Name: Priscilla Adu-Poku           

Pronouns: She/Her

Title & Department: Rotating Charge Registered Nurse, Peri-Anesthesia Unit

On the WCH team for: 7 years

1. Where were you born? If you were born outside of Canada, when did you come to Canada?

The country I am most familiar with and call home is Canada. Although I was born and raised in Toronto, specifically Scarborough, my parents, first-generation Ghanaian immigrants, instilled traditions and practices from their home country Ghana in me and my siblings. The diverse cultural backgrounds of Toronto’s east end coupled with my upbringing at home have enriched my perspective on life and health practices.

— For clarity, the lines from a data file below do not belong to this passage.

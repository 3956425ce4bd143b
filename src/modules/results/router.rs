use axum::{Router, routing::get, routing::post};

use crate::state::AppState;

use super::controller::{create_result, delete_result, get_result, get_results, update_result};

pub fn init_results_router() -> Router<AppState> {
    Router::new()
        .route("/", post(create_result).get(get_results))
        .route(
            "/{id}",
            get(get_result).put(update_result).delete(delete_result),
        )
}
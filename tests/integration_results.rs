mod common;

use axum::body::Body;
use axum::http::{Request, StatusCode};
use common::{
    admin_token, create_test_class, create_test_student, create_test_subject, setup_test_app,
};
use http_body_util::BodyExt;
use serde_json::json;
use sqlx::SqlitePool;
use tower::ServiceExt;

#[sqlx::test(migrations = "./migrations")]
async fn test_record_and_get_result(pool: SqlitePool) {
    let token = admin_token(&pool).await;
    let class_id = create_test_class(&pool, "JSS 2A").await;
    let student_id = create_test_student(&pool, class_id).await;
    let subject_id = create_test_subject(&pool, "English").await;
    let app = setup_test_app(pool.clone()).await;

    let request = Request::builder()
        .method("POST")
        .uri("/api/results")
        .header("content-type", "application/json")
        .header("authorization", format!("Bearer {}", token))
        .body(Body::from(
            serde_json::to_string(&json!({
                "student_id": student_id,
                "subject_id": subject_id,
                "score": 78.5
            }))
            .unwrap(),
        ))
        .unwrap();

    let response = app.clone().oneshot(request).await.unwrap();
    assert_eq!(response.status(), StatusCode::CREATED);

    let body = response.into_body().collect().await.unwrap().to_bytes();
    let created: serde_json::Value = serde_json::from_slice(&body).unwrap();
    assert_eq!(created["score"], 78.5);

    let id = created["id"].as_i64().unwrap();
    let request = Request::builder()
        .method("GET")
        .uri(format!("/api/results/{}", id))
        .header("authorization", format!("Bearer {}", token))
        .body(Body::empty())
        .unwrap();

    let response = app.oneshot(request).await.unwrap();
    assert_eq!(response.status(), StatusCode::OK);
}

#[sqlx::test(migrations = "./migrations")]
async fn test_record_result_unknown_student(pool: SqlitePool) {
    let token = admin_token(&pool).await;
    let subject_id = create_test_subject(&pool, "English").await;
    let app = setup_test_app(pool.clone()).await;

    let request = Request::builder()
        .method("POST")
        .uri("/api/results")
        .header("content-type", "application/json")
        .header("authorization", format!("Bearer {}", token))
        .body(Body::from(
            serde_json::to_string(&json!({
                "student_id": 424242,
                "subject_id": subject_id,
                "score": 50.0
            }))
            .unwrap(),
        ))
        .unwrap();

    let response = app.oneshot(request).await.unwrap();
    assert_eq!(response.status(), StatusCode::CONFLICT);
}

#[sqlx::test(migrations = "./migrations")]
async fn test_update_result_changes_only_score(pool: SqlitePool) {
    let token = admin_token(&pool).await;
    let class_id = create_test_class(&pool, "JSS 2A").await;
    let student_id = create_test_student(&pool, class_id).await;
    let subject_id = create_test_subject(&pool, "English").await;

    let result_id = sqlx::query_scalar::<_, i64>(
        "INSERT INTO results (student_id, subject_id, score) VALUES ($1, $2, $3) RETURNING id",
    )
    .bind(student_id)
    .bind(subject_id)
    .bind(40.0)
    .fetch_one(&pool)
    .await
    .unwrap();

    let app = setup_test_app(pool.clone()).await;

    let request = Request::builder()
        .method("PUT")
        .uri(format!("/api/results/{}", result_id))
        .header("content-type", "application/json")
        .header("authorization", format!("Bearer {}", token))
        .body(Body::from(
            serde_json::to_string(&json!({ "score": 92.0 })).unwrap(),
        ))
        .unwrap();

    let response = app.oneshot(request).await.unwrap();
    assert_eq!(response.status(), StatusCode::OK);

    let body = response.into_body().collect().await.unwrap().to_bytes();
    let updated: serde_json::Value = serde_json::from_slice(&body).unwrap();
    assert_eq!(updated["score"], 92.0);
    assert_eq!(updated["student_id"], student_id);
    assert_eq!(updated["subject_id"], subject_id);
}

#[sqlx::test(migrations = "./migrations")]
async fn test_update_result_extra_fields_ignored_for_references(pool: SqlitePool) {
    let token = admin_token(&pool).await;
    let class_id = create_test_class(&pool, "JSS 2A").await;
    let student_id = create_test_student(&pool, class_id).await;
    let other_student = create_test_student(&pool, class_id).await;
    let subject_id = create_test_subject(&pool, "English").await;

    let result_id = sqlx::query_scalar::<_, i64>(
        "INSERT INTO results (student_id, subject_id, score) VALUES ($1, $2, $3) RETURNING id",
    )
    .bind(student_id)
    .bind(subject_id)
    .bind(40.0)
    .fetch_one(&pool)
    .await
    .unwrap();

    let app = setup_test_app(pool.clone()).await;

    // A caller trying to repoint the result at another student only gets the
    // score change.
    let request = Request::builder()
        .method("PUT")
        .uri(format!("/api/results/{}", result_id))
        .header("content-type", "application/json")
        .header("authorization", format!("Bearer {}", token))
        .body(Body::from(
            serde_json::to_string(&json!({
                "score": 60.0,
                "student_id": other_student
            }))
            .unwrap(),
        ))
        .unwrap();

    let response = app.oneshot(request).await.unwrap();
    assert_eq!(response.status(), StatusCode::OK);

    let body = response.into_body().collect().await.unwrap().to_bytes();
    let updated: serde_json::Value = serde_json::from_slice(&body).unwrap();
    assert_eq!(updated["score"], 60.0);
    assert_eq!(updated["student_id"], student_id);
}

#[sqlx::test(migrations = "./migrations")]
async fn test_delete_missing_result(pool: SqlitePool) {
    let token = admin_token(&pool).await;
    let app = setup_test_app(pool.clone()).await;

    let request = Request::builder()
        .method("DELETE")
        .uri("/api/results/999999")
        .header("authorization", format!("Bearer {}", token))
        .body(Body::empty())
        .unwrap();

    let response = app.oneshot(request).await.unwrap();
    assert_eq!(response.status(), StatusCode::NOT_FOUND);
}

2. Why is Black History and Futures Month significant to you?

In Toronto, where Blackness isn’t something that’s widely discussed, I feel that Black History and Futures Month is necessary to showcase all the amazing contributions Black individuals are currently making and have made in the past. For many individuals who aren’t aware of Blackness and how it impacts the world around them, a month where the accomplishment of Black individuals is celebrated reminds us all how Black individuals have prevailed through unimaginable treatments and suffering to not only survive but also thrive! 

3. How has your Black heritage influenced your work in healthcare?

Being a Black Canadian Healthcare professional is a role that is respected by many minorities. For example, I have had many Black patients come to me within the clinical setting and comment that they were so grateful to see me there, even in situations where I was not their primary care provider. Representation matters! A familiar smile can empower patients to engage in open dialogue and ask the appropriate questions, allowing for effective communication. This, coupled with my lived experience, allows me to become a link between the patient and access to quality care.